Abraham Lincoln signed a charter in 1864 allowing Gallaudet University to become the first school for the Deaf that issued college degrees. Fast forward 124 years — it’s 1988 and Gallaudet University has never had a Deaf President. When a hearing woman is chosen as President over two Deaf candidates, the student body of the school spearheads a historic civil rights protest known as the Deaf President Now movement.
Nyle DiMarco & Davis Guggenheim’s documentary Deaf President Now! is at play with sound and editing. The sound drops in and out based on the chosen perspective while the editing conveys the exact energy of the protest. This is achieved working in tandem with Crip Camp: A Disability Revolution (2020) directors Nicole Newnham and James Lebrecht, sound designers turned documentary filmmakers who so elegantly captured a disabled camp next to Woodstock and have handled the re-recording and audio engineering on Deaf President Now!, as well.
Deaf President Now! is told by the leaders of the movement. They sign their story and voiceover is provided to ensure the delivery of their message.

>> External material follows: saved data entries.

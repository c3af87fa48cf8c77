use axum::{
    extract::{Path, Query, State},
    http::StatusCode,
    routing::get,
    Json, Router,
};
use uuid::Uuid;

use crate::api::errors::ApiError;
use crate::api::guards::CurrentAdmin;
use crate::api::validation::{search_term, validate_payload};
use crate::core::cache::{Mutation, Namespace, QUIZ_LIST_TTL};
use crate::core::state::AppState;
use crate::core::time::primitive_now_utc;
use crate::db::models::Question;
use crate::repositories;
use crate::repositories::questions::QuestionFields;
use crate::schemas::quiz::{QuestionListQuery, QuestionPayload, QuestionResponse};
use crate::schemas::MessageResponse;

const QUESTION_MISSING: &str = "Question not found";

pub(crate) fn router() -> Router<AppState> {
    Router::new()
        .route("/", get(list_questions).post(create_question))
        .route("/:id", get(get_question).put(update_question).delete(delete_question))
}

async fn list_questions(
    CurrentAdmin(_): CurrentAdmin,
    State(state): State<AppState>,
    Query(params): Query<QuestionListQuery>,
) -> Result<Json<Vec<QuestionResponse>>, ApiError> {
    let quiz_id = search_term(params.quiz_id.as_deref());
    let search = search_term(params.search.as_deref());
    let key = state.cache().key(
        Namespace::Questions,
        &format!("list:{}:{}", quiz_id.unwrap_or_default(), search.unwrap_or_default().to_lowercase()),
    );
    if let Some(cached) = state.cache().get::<Vec<QuestionResponse>>(&key).await {
        return Ok(Json(cached));
    }

    let questions = repositories::questions::list(state.db(), quiz_id, search)
        .await
        .map_err(|e| ApiError::internal(e, "Failed to list questions"))?;
    let response: Vec<QuestionResponse> =
        questions.into_iter().map(QuestionResponse::from_db).collect();

    state.cache().set(&key, &response, QUIZ_LIST_TTL).await;
    Ok(Json(response))
}

async fn get_question(
    CurrentAdmin(_): CurrentAdmin,
    State(state): State<AppState>,
    Path(id): Path<String>,
) -> Result<Json<QuestionResponse>, ApiError> {
    let question = load(&state, &id).await?;
    Ok(Json(QuestionResponse::from_db(question)))
}

async fn create_question(
    CurrentAdmin(admin): CurrentAdmin,
    State(state): State<AppState>,
    Json(payload): Json<QuestionPayload>,
) -> Result<(StatusCode, Json<QuestionResponse>), ApiError> {
    check_payload(&state, &payload, None).await?;

    let id = Uuid::new_v4().to_string();
    repositories::questions::create(state.db(), &id, fields(&payload), primitive_now_utc())
        .await
        .map_err(|e| ApiError::from_write(e, "Failed to create question"))?;

    state.cache().invalidate_for(Mutation::Question).await;
    tracing::info!(
        admin_id = %admin.id,
        question_id = %id,
        quiz_id = %payload.quiz_id,
        action = "question_create",
        "Question created"
    );

    let question = load(&state, &id).await?;
    Ok((StatusCode::CREATED, Json(QuestionResponse::from_db(question))))
}

/// Full replacement. Changing `marks` shifts the percentage of every stored attempt.
async fn update_question(
    CurrentAdmin(admin): CurrentAdmin,
    State(state): State<AppState>,
    Path(id): Path<String>,
    Json(payload): Json<QuestionPayload>,
) -> Result<Json<QuestionResponse>, ApiError> {
    load(&state, &id).await?;
    check_payload(&state, &payload, Some(&id)).await?;

    repositories::questions::replace(state.db(), &id, fields(&payload), primitive_now_utc())
        .await
        .map_err(|e| ApiError::from_write(e, "Failed to update question"))?;

    state.cache().invalidate_for(Mutation::Question).await;
    tracing::info!(admin_id = %admin.id, question_id = %id, action = "question_update", "Question updated");

    let question = load(&state, &id).await?;
    Ok(Json(QuestionResponse::from_db(question)))
}

async fn delete_question(
    CurrentAdmin(admin): CurrentAdmin,
    State(state): State<AppState>,
    Path(id): Path<String>,
) -> Result<Json<MessageResponse>, ApiError> {
    let removed = repositories::questions::delete(state.db(), &id)
        .await
        .map_err(|e| ApiError::internal(e, "Failed to delete question"))?;
    if removed == 0 {
        return Err(ApiError::NotFound(QUESTION_MISSING.to_string()));
    }

    state.cache().invalidate_for(Mutation::Question).await;
    tracing::info!(admin_id = %admin.id, question_id = %id, action = "question_delete", "Question deleted");
    Ok(Json(MessageResponse::new("Question deleted successfully")))
}

async fn check_payload(
    state: &AppState,
    payload: &QuestionPayload,
    except_id: Option<&str>,
) -> Result<(), ApiError> {
    validate_payload(payload)?;
    payload.check_correct_option().map_err(ApiError::BadRequest)?;

    let quiz_exists = repositories::quizzes::exists(state.db(), &payload.quiz_id)
        .await
        .map_err(|e| ApiError::internal(e, "Failed to load quiz"))?;
    if !quiz_exists {
        return Err(ApiError::NotFound("Quiz not found".to_string()));
    }

    let taken = repositories::questions::statement_taken(
        state.db(),
        &payload.quiz_id,
        &payload.question_statement,
        except_id,
    )
    .await
    .map_err(|e| ApiError::internal(e, "Failed to check question"))?;
    if taken {
        return Err(ApiError::Conflict("Question already exists in this quiz.".to_string()));
    }
    Ok(())
}

fn fields(payload: &QuestionPayload) -> QuestionFields<'_> {
    QuestionFields {
        quiz_id: &payload.quiz_id,
        question_statement: &payload.question_statement,
        option1: &payload.option1,
        option2: &payload.option2,
        option3: payload.option3.as_deref(),
        option4: payload.option4.as_deref(),
        correct_option: payload.correct_option,
        marks: payload.marks,
    }
}

async fn load(state: &AppState, id: &str) -> Result<Question, ApiError> {
    repositories::questions::find_by_id(state.db(), id)
        .await
        .map_err(|e| ApiError::internal(e, "Failed to load question"))?
        .ok_or_else(|| ApiError::NotFound(QUESTION_MISSING.to_string()))
}

#[cfg(test)]
mod tests;
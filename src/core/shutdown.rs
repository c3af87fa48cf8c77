use tokio::signal;
use tokio::sync::watch;

/// Resolves on SIGINT or SIGTERM.
pub(crate) async fn shutdown_signal() {
    let ctrl_c = async {
        if let Err(err) = signal::ctrl_c().await {
            tracing::error!(error = %err, "Failed to install Ctrl+C handler");
            std::future::pending::<()>().await;
        }
    };

    #[cfg(unix)]
    let terminate = async {
        match signal::unix::signal(signal::unix::SignalKind::terminate()) {
            Ok(mut stream) => {
                stream.recv().await;
            }
            Err(err) => {
                tracing::error!(error = %err, "Failed to install SIGTERM handler");
                std::future::pending::<()>().await;
            }
        }
    };

    #[cfg(not(unix))]
    let terminate = std::future::pending::<()>();

    tokio::select! {
        _ = ctrl_c => {},
        _ = terminate => {},
    }

    tracing::info!("shutdown signal received");
}

/// Broadcast side of the worker shutdown flag.
pub(crate) struct Shutdown {
    tx: watch::Sender<bool>,
}

impl Shutdown {
    pub(crate) fn new() -> (Self, watch::Receiver<bool>) {
        let (tx, rx) = watch::channel(false);
        (Self { tx }, rx)
    }

    pub(crate) fn trigger(&self) {
        if self.tx.send(true).is_err() {
            tracing::warn!("No background loops left to notify about shutdown");
        }
    }
}

#[cfg(test)]
mod tests {
    use super::Shutdown;

    #[tokio::test]
    async fn trigger_wakes_receivers() {
        let (shutdown, mut rx) = Shutdown::new();
        assert!(!*rx.borrow());

        shutdown.trigger();
        rx.changed().await.expect("changed");
        assert!(*rx.borrow());
    }
}
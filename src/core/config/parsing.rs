use std::env;

use super::types::{ConfigError, Environment};

const DEFAULT_CORS_ORIGINS: &[&str] =
    &["http://localhost:5173", "http://localhost:3000", "http://localhost:8080"];

pub(super) fn env_optional(key: &str) -> Option<String> {
    env::var(key).ok().map(|value| value.trim().to_string()).filter(|value| !value.is_empty())
}

pub(super) fn env_or_default(key: &str, default: &str) -> String {
    env_optional(key).unwrap_or_else(|| default.to_string())
}

pub(super) fn env_flag(key: &str) -> bool {
    env_optional(key).map(|value| parse_bool(&value)).unwrap_or(false)
}

pub(super) fn parse_u16(field: &'static str, value: String) -> Result<u16, ConfigError> {
    value.parse::<u16>().map_err(|_| ConfigError::InvalidValue { field, value })
}

pub(super) fn parse_u32(field: &'static str, value: String) -> Result<u32, ConfigError> {
    value.parse::<u32>().map_err(|_| ConfigError::InvalidValue { field, value })
}

pub(super) fn parse_u64(field: &'static str, value: String) -> Result<u64, ConfigError> {
    value.parse::<u64>().map_err(|_| ConfigError::InvalidValue { field, value })
}

pub(super) fn parse_positive_usize(
    field: &'static str,
    value: String,
) -> Result<usize, ConfigError> {
    match value.parse::<usize>() {
        Ok(parsed) if parsed > 0 => Ok(parsed),
        _ => Err(ConfigError::InvalidValue { field, value }),
    }
}

pub(super) fn parse_cors_origins(value: Option<String>) -> Result<Vec<String>, ConfigError> {
    let Some(raw) = value else {
        return Ok(default_cors_origins());
    };

    if raw.trim().is_empty() {
        return Ok(default_cors_origins());
    }

    if raw.trim_start().starts_with('[') {
        let parsed: Vec<String> =
            serde_json::from_str(&raw).map_err(|_| ConfigError::InvalidCors(raw.clone()))?;
        if parsed.is_empty() {
            return Ok(default_cors_origins());
        }
        return Ok(parsed);
    }

    let items: Vec<String> = raw
        .split(',')
        .map(|item| item.trim().to_string())
        .filter(|item| !item.is_empty())
        .collect();

    if items.is_empty() {
        return Ok(default_cors_origins());
    }

    Ok(items)
}

pub(super) fn parse_bool(value: &str) -> bool {
    matches!(value, "1" | "true" | "TRUE" | "yes" | "YES" | "on" | "ON")
}

pub(super) fn parse_environment(value: Option<String>) -> Environment {
    match value.as_deref().map(|item| item.to_lowercase()) {
        Some(ref val) if val == "production" || val == "prod" => Environment::Production,
        Some(ref val) if val == "staging" => Environment::Staging,
        Some(ref val) if val == "test" || val == "testing" => Environment::Test,
        _ => Environment::Development,
    }
}

pub(super) fn normalize_prefix(value: String) -> String {
    let trimmed = value.trim().trim_end_matches('/');
    if trimmed.is_empty() {
        return String::new();
    }
    if trimmed.starts_with('/') {
        trimmed.to_string()
    } else {
        format!("/{trimmed}")
    }
}

fn default_cors_origins() -> Vec<String> {
    DEFAULT_CORS_ORIGINS.iter().map(|item| item.to_string()).collect()
}
use time::format_description::well_known::Rfc3339;
use time::macros::format_description;
use time::{Date, Month, PrimitiveDateTime, Time};

pub(crate) fn primitive_now_utc() -> PrimitiveDateTime {
    let now = time::OffsetDateTime::now_utc();
    PrimitiveDateTime::new(now.date(), now.time())
}

pub(crate) fn format_primitive(value: PrimitiveDateTime) -> String {
    value.assume_utc().format(&Rfc3339).unwrap_or_else(|_| value.assume_utc().to_string())
}

pub(crate) fn format_date(value: Date) -> String {
    value
        .format(format_description!("[year]-[month]-[day]"))
        .unwrap_or_else(|_| value.to_string())
}

pub(crate) fn parse_date(value: &str) -> Option<Date> {
    Date::parse(value.trim(), format_description!("[year]-[month]-[day]")).ok()
}

/// Midnight on the first day of the month containing `value`.
pub(crate) fn month_start(value: PrimitiveDateTime) -> PrimitiveDateTime {
    let date = value.date().replace_day(1).unwrap_or(value.date());
    PrimitiveDateTime::new(date, Time::MIDNIGHT)
}

/// First day of the month `delta` months away from `value`'s month.
pub(crate) fn shift_month(value: PrimitiveDateTime, delta: i32) -> PrimitiveDateTime {
    let start = month_start(value);
    let index = start.year() * 12 + (u8::from(start.month()) as i32 - 1) + delta;
    let year = index.div_euclid(12);
    let month = Month::try_from((index.rem_euclid(12) + 1) as u8).unwrap_or(Month::January);
    let date = Date::from_calendar_date(year, month, 1).unwrap_or(start.date());
    PrimitiveDateTime::new(date, Time::MIDNIGHT)
}

/// `YYYY-MM` label for month buckets.
pub(crate) fn month_key(value: PrimitiveDateTime) -> String {
    format!("{:04}-{:02}", value.year(), u8::from(value.month()))
}

/// `Month YYYY` label used in report subjects.
pub(crate) fn month_label(value: PrimitiveDateTime) -> String {
    format!("{} {}", value.month(), value.year())
}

It’s a captivating social justice story wherein you know there’s going to be a good ending. There has to be a good ending. That’s the only reason to make the documentary.

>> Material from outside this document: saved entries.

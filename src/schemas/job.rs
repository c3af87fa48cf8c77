use serde::Serialize;

use crate::core::time::format_primitive;
use crate::db::models::Job;
use crate::db::types::{JobKind, JobState};

#[derive(Debug, Serialize)]
pub(crate) struct JobResponse {
    pub(crate) id: String,
    pub(crate) kind: JobKind,
    pub(crate) state: JobState,
    pub(crate) progress: i32,
    pub(crate) status: String,
    pub(crate) result: Option<serde_json::Value>,
    pub(crate) error: Option<String>,
    pub(crate) created_at: String,
    pub(crate) started_at: Option<String>,
    pub(crate) finished_at: Option<String>,
}

impl JobResponse {
    pub(crate) fn from_db(job: Job) -> Self {
        let status = job.status_message.clone().unwrap_or_else(|| default_status(job.state));
        Self {
            id: job.id,
            kind: job.kind,
            state: job.state,
            progress: job.progress,
            status,
            result: job.result.map(|result| result.0),
            error: job.error,
            created_at: format_primitive(job.created_at),
            started_at: job.started_at.map(format_primitive),
            finished_at: job.finished_at.map(format_primitive),
        }
    }
}

fn default_status(state: JobState) -> String {
    match state {
        JobState::Pending => "Job is waiting to be processed",
        JobState::Progress => "Job is running",
        JobState::Success => "Job completed successfully",
        JobState::Failure => "Job failed",
    }
    .to_string()
}
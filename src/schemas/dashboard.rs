use serde::{Deserialize, Serialize};

use crate::repositories::dashboard::{AdminTotals, QuizPopularity, SubjectQuizCount};
use crate::schemas::score::ScoreResponse;
use crate::services::reporting::{DistributionBucket, MonthlyActivity};

/// Cached as a whole, so every part round-trips through JSON.
#[derive(Debug, Clone, Serialize, Deserialize)]
#[serde(tag = "dashboard_type", rename_all = "lowercase")]
pub(crate) enum DashboardResponse {
    Admin(AdminDashboard),
    User(UserDashboard),
}

#[derive(Debug, Clone, Serialize, Deserialize)]
pub(crate) struct AdminDashboard {
    pub(crate) statistics: AdminTotals,
    pub(crate) charts: AdminCharts,
    pub(crate) recent_scores: Vec<ScoreResponse>,
}

#[derive(Debug, Clone, Serialize, Deserialize)]
pub(crate) struct AdminCharts {
    pub(crate) top_quizzes: Vec<QuizPopularity>,
    pub(crate) monthly_activity: Vec<MonthlyActivity>,
    pub(crate) score_distribution: Vec<DistributionBucket>,
    pub(crate) quiz_status: Vec<LabelledCount>,
    pub(crate) user_types: Vec<LabelledCount>,
}

#[derive(Debug, Clone, Serialize, Deserialize)]
pub(crate) struct LabelledCount {
    pub(crate) label: String,
    pub(crate) count: i64,
}

impl LabelledCount {
    pub(crate) fn new(label: &str, count: i64) -> Self {
        Self { label: label.to_string(), count }
    }
}

#[derive(Debug, Clone, Serialize, Deserialize)]
pub(crate) struct UserDashboard {
    pub(crate) statistics: UserStatistics,
    pub(crate) charts: UserCharts,
    pub(crate) user_info: UserInfo,
}

#[derive(Debug, Clone, Serialize, Deserialize)]
pub(crate) struct UserStatistics {
    pub(crate) total_attempts: i64,
    pub(crate) total_quizzes_available: i64,
    pub(crate) average_score: f64,
    pub(crate) average_percentage: f64,
    pub(crate) best_score: Option<ScoreResponse>,
}

#[derive(Debug, Clone, Serialize, Deserialize)]
pub(crate) struct UserCharts {
    pub(crate) recent_performance: Vec<RecentPerformance>,
    pub(crate) available_quizzes: Vec<SubjectQuizCount>,
    pub(crate) monthly_activity: Vec<MonthlyActivity>,
}

#[derive(Debug, Clone, Serialize, Deserialize)]
pub(crate) struct RecentPerformance {
    pub(crate) quiz_title: String,
    pub(crate) score: i32,
    pub(crate) total: i64,
    pub(crate) percentage: f64,
    pub(crate) date: String,
}

#[derive(Debug, Clone, Serialize, Deserialize)]
pub(crate) struct UserInfo {
    pub(crate) full_name: String,
    pub(crate) qualification: Option<String>,
    pub(crate) member_since: String,
}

There is a good ending. Ever since Galludet University named its first Deaf President, it’s had a deaf President ever since. In the moment, they were being told it wouldn’t happen. Winning hearing candidate Elizabeth Zinser was saying the same thing generations of leadership had been saying: “Deaf people cannot function in a hearing world,” but Deaf leadership will come in the future.
The campus wanted a Deaf President Now. So they staged protests on campus, loud in their silence. The students asked for four things:
Deaf President Now (non-negotiable)
End Ms Spilman’s reign [as leader of the board of trustees]
A 51% majority of the board of trustees be Deaf
Forget about retaliation against students and faculty involved in the protest
This resulted in a series of tense meetings. The most stirring and pivotal one happened in the school gymnasium. Newly elected President Elizabeth Zinser stands before the students, explaining her commitment to the future of the institution. Someone pulls a fire alarm while she’s speaking. The Deaf students sit in, unbothered, while the hearing board members are discomforted by the piercing sound. Finally the message is as loud as the demands.
It still takes more work. It requires missteps by the new incumbent President who says derogatory things about why Deaf folks should not be in leadership. It requires a debate on more public television platforms and support from outside the institution. Any platform against inclusion is inevitably a losing platform longterm. The historic Deaf school has already decided. They will install a Deaf President. And so they do and civil rights history is made, igniting a tradition that continues today, at the world’s only University for the Deaf.